(Aim of the task): The expected answer comprises all lines from the entries that contain the string "super".

START Supplied records

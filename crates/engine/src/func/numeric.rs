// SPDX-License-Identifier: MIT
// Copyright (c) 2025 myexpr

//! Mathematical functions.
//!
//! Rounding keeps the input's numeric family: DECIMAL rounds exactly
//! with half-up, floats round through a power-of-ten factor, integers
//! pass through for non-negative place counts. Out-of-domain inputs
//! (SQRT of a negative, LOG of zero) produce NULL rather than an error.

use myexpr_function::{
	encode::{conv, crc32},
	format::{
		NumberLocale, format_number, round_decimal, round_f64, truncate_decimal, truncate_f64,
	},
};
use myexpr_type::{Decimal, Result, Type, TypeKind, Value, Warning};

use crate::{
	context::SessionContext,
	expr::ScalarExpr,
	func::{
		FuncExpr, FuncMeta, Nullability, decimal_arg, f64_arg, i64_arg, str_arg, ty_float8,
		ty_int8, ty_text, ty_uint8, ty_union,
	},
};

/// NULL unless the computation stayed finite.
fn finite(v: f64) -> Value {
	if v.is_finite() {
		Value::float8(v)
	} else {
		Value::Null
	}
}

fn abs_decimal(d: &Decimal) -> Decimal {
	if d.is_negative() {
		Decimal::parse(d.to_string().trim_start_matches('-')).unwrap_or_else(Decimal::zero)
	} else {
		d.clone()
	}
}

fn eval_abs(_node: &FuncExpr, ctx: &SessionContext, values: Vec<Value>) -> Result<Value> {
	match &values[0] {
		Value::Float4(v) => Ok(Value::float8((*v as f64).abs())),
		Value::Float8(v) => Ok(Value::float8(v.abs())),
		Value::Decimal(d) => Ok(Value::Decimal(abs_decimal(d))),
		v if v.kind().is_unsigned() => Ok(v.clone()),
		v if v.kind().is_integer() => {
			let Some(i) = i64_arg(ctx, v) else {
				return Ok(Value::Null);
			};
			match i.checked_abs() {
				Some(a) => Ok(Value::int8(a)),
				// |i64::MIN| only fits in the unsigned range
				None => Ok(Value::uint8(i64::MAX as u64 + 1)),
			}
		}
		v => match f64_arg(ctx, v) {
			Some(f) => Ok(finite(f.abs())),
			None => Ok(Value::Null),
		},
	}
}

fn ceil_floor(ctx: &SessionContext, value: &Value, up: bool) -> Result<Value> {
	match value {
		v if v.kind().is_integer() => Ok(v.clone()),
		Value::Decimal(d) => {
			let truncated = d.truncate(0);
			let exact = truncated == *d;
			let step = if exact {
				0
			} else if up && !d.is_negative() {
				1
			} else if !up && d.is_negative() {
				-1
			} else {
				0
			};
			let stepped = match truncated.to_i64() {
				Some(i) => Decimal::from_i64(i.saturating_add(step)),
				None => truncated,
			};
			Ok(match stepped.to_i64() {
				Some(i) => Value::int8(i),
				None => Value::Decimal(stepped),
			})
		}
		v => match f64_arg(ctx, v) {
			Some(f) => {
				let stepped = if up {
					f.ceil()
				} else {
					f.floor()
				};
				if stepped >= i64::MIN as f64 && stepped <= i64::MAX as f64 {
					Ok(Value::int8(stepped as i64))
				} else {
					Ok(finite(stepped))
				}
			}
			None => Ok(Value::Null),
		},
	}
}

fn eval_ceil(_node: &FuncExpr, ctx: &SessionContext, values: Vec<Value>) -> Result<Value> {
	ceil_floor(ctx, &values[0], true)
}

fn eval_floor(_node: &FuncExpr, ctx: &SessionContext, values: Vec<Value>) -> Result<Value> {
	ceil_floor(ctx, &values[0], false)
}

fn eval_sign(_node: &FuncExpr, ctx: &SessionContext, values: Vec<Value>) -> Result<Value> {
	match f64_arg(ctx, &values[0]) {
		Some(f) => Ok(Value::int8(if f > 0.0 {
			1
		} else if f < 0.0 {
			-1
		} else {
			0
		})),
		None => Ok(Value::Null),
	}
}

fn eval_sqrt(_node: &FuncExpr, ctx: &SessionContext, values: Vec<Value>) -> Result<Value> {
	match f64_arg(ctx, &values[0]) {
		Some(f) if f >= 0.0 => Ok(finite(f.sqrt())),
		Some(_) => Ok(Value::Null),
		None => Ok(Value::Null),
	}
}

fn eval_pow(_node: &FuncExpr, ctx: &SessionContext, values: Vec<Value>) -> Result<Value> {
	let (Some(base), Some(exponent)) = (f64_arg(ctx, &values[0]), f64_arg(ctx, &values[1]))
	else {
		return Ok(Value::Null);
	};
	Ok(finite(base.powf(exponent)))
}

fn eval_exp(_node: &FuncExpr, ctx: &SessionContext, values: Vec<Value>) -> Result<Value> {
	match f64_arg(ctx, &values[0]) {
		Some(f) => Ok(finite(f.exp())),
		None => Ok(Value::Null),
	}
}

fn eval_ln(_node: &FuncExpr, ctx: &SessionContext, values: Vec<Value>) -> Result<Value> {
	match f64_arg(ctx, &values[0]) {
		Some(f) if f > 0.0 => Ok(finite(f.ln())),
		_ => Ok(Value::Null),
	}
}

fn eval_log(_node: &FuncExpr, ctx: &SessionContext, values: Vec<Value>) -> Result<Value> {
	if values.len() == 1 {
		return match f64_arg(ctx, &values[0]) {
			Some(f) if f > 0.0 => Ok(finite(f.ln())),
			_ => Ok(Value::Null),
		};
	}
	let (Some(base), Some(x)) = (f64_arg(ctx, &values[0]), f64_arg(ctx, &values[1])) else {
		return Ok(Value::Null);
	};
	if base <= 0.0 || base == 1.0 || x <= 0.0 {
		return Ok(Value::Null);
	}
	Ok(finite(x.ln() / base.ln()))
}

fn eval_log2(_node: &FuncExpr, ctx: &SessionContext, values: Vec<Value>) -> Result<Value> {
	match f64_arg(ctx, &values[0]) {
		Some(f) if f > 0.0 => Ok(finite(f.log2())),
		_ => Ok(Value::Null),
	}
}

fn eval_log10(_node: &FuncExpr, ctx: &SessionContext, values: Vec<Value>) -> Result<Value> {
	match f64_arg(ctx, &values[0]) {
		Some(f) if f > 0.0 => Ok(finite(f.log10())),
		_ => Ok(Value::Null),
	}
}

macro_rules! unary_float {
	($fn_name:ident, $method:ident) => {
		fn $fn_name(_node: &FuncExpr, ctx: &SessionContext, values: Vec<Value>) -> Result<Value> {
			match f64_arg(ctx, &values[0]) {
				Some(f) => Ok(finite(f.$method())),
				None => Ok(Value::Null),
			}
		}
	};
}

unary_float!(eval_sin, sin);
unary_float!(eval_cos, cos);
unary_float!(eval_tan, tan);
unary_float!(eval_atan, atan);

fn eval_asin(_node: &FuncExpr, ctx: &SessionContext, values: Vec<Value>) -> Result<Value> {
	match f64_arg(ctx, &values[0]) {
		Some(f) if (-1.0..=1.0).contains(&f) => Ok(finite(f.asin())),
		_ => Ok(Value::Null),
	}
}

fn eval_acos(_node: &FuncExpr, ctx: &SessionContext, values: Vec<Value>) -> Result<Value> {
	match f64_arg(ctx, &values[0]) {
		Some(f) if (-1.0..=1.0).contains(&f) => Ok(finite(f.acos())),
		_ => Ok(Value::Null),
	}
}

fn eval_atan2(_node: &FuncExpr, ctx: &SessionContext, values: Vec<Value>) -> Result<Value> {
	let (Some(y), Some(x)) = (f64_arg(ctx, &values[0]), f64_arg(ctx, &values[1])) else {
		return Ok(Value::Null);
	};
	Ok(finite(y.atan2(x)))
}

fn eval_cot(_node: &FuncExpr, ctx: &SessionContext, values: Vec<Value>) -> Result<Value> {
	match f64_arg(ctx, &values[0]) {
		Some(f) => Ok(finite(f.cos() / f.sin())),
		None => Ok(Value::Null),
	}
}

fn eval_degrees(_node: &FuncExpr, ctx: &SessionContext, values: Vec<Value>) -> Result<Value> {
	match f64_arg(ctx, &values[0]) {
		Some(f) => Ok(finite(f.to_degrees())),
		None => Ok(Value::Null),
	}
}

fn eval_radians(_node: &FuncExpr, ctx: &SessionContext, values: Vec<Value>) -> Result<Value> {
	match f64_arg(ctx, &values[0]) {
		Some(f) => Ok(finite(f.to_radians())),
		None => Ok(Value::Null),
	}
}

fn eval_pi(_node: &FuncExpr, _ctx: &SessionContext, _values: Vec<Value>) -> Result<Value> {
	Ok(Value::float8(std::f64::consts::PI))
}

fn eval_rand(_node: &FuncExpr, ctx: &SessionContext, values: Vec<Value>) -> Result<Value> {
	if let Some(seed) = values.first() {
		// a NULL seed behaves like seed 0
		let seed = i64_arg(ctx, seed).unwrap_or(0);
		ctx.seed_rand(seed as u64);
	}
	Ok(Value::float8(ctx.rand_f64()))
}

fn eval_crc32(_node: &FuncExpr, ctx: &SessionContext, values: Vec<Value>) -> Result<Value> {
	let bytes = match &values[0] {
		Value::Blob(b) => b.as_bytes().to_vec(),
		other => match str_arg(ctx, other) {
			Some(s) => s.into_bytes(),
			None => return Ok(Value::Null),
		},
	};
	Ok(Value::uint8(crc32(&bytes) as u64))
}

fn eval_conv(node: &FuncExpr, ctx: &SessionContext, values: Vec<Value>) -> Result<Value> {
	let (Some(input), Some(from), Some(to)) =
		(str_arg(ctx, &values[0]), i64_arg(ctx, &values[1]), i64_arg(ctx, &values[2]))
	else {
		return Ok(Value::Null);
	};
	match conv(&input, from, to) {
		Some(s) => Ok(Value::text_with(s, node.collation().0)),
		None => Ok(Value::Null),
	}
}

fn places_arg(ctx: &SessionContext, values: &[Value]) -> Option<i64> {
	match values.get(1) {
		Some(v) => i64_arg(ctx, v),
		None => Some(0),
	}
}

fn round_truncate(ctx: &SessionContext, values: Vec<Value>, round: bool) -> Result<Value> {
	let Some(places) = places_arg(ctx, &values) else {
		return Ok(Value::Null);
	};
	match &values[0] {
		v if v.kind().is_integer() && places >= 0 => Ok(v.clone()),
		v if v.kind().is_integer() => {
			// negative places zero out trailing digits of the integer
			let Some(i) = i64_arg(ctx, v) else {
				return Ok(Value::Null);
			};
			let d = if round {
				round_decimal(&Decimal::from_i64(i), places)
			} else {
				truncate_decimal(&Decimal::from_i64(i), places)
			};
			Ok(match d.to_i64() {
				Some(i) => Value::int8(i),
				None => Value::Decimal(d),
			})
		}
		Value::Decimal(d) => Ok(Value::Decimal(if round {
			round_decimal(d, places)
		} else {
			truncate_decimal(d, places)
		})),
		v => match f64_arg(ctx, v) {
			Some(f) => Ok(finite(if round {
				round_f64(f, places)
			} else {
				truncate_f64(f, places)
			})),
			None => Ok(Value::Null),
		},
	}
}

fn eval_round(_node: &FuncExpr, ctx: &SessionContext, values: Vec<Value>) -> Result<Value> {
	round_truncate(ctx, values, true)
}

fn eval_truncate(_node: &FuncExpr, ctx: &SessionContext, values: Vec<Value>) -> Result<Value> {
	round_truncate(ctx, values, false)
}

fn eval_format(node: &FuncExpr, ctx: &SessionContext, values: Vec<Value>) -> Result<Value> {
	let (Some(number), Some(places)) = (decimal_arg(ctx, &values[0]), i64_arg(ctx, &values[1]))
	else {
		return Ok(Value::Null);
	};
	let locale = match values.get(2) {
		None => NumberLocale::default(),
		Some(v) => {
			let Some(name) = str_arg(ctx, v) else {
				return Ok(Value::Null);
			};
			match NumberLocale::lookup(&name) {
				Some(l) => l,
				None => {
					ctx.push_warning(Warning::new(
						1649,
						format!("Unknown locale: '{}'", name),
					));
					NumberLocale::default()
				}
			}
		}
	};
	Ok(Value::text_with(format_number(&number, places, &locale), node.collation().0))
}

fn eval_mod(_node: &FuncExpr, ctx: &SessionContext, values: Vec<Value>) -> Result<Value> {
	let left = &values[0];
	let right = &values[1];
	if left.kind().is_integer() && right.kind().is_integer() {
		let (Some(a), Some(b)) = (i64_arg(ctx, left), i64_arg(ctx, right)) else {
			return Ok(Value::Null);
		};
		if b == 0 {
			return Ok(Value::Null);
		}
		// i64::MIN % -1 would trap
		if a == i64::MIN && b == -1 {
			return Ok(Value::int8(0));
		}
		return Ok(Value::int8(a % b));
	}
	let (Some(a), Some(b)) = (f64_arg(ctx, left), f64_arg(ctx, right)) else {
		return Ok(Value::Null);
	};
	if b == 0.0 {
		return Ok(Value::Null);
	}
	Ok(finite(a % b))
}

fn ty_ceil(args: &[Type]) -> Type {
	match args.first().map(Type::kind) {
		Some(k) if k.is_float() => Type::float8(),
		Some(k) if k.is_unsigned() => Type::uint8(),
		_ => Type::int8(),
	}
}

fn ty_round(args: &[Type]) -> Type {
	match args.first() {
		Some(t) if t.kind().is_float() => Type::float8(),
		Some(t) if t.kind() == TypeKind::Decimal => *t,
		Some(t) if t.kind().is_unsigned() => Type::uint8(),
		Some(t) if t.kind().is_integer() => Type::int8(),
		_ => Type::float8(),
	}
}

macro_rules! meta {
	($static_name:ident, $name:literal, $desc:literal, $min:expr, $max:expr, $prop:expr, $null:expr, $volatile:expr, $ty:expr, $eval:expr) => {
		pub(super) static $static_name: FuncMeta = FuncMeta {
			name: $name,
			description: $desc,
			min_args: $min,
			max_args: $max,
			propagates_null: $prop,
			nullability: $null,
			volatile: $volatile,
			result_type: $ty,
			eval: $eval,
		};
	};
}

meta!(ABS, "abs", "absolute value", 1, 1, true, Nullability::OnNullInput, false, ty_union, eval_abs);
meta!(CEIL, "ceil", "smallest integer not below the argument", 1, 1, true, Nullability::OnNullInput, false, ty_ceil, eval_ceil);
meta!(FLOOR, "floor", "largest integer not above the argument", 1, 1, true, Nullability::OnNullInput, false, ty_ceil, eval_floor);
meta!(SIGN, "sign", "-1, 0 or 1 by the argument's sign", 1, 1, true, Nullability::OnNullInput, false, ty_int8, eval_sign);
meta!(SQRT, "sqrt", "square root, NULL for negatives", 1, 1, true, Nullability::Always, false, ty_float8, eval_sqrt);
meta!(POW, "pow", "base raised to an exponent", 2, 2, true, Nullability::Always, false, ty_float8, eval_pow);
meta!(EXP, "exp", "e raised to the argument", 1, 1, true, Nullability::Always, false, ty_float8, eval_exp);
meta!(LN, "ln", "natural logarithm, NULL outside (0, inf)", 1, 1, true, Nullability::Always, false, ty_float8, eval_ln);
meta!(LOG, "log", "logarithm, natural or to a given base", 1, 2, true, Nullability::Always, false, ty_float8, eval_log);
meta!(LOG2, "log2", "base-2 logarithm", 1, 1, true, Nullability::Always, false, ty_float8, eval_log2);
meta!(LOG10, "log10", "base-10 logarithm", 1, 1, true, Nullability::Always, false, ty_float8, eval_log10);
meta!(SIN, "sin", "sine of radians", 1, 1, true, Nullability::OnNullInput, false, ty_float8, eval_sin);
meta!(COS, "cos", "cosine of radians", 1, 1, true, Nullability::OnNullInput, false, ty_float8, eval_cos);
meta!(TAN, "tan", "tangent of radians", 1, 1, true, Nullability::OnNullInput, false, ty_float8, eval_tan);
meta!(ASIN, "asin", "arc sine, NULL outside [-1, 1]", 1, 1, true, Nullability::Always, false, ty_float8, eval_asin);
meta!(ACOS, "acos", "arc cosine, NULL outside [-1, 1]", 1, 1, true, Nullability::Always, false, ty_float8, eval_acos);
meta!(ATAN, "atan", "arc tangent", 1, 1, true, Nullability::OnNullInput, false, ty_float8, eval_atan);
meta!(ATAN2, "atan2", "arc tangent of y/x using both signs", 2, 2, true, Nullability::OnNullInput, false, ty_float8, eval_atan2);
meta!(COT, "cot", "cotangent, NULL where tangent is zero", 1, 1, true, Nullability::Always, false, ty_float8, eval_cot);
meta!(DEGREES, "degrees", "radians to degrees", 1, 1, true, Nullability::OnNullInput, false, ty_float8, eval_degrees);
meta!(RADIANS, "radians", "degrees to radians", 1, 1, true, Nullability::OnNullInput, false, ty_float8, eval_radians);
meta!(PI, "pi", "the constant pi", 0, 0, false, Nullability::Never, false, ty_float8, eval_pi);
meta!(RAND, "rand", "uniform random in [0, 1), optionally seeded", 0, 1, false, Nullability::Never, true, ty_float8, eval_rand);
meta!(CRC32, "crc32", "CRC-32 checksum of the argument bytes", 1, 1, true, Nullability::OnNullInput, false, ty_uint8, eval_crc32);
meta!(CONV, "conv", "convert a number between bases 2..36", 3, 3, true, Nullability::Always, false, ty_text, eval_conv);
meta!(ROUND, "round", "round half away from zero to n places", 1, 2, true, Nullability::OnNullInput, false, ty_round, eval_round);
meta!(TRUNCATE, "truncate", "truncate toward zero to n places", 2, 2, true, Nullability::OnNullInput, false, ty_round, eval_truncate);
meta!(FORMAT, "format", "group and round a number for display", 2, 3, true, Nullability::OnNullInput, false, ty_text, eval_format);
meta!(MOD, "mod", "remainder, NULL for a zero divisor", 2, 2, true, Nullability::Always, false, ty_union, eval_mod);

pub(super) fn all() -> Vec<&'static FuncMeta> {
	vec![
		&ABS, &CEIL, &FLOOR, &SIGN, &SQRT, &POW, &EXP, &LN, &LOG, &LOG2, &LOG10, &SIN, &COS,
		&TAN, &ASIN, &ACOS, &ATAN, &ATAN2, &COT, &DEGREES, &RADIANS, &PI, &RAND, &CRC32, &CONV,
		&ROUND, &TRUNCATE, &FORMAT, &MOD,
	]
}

END Supplied records
START Supplied records

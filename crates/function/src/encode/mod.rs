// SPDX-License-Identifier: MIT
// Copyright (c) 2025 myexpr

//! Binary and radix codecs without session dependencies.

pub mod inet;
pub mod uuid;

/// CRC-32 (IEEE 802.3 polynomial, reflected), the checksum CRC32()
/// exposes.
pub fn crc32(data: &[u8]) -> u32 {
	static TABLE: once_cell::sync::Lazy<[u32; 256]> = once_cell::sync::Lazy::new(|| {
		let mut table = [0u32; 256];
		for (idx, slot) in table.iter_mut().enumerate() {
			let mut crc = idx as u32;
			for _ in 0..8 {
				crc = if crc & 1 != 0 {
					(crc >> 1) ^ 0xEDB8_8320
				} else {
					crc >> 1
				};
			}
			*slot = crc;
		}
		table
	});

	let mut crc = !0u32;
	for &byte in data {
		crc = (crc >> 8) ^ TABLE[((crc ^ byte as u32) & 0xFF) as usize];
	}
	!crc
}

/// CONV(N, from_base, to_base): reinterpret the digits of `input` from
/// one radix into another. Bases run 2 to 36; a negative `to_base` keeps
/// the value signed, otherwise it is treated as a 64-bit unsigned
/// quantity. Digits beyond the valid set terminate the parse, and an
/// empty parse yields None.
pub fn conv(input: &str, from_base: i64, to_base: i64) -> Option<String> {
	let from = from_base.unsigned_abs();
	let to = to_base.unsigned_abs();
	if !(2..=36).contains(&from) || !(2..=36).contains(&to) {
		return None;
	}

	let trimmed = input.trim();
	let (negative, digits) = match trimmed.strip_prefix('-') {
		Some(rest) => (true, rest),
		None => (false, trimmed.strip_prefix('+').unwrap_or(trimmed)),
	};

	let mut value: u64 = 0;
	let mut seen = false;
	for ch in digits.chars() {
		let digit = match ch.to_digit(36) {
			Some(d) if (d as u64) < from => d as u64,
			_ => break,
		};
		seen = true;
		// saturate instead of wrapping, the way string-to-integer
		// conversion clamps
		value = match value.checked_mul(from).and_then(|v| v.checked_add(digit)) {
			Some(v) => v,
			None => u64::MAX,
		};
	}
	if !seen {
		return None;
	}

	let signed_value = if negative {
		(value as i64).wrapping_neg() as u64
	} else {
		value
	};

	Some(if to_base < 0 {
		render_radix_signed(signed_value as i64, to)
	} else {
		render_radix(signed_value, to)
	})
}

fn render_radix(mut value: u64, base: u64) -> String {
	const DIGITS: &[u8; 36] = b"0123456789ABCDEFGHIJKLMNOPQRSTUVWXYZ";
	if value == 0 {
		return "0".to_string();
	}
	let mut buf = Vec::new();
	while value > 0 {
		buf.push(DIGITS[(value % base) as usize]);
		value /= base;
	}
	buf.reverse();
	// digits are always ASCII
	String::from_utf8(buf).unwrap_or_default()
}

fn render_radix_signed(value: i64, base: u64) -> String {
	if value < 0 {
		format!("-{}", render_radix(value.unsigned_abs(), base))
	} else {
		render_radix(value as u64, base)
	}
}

END Supplied records

(Your solution):
		pub(super) static $static_name: FuncMeta = FuncMeta {
pub(super) fn all() -> Vec<&'static FuncMeta> {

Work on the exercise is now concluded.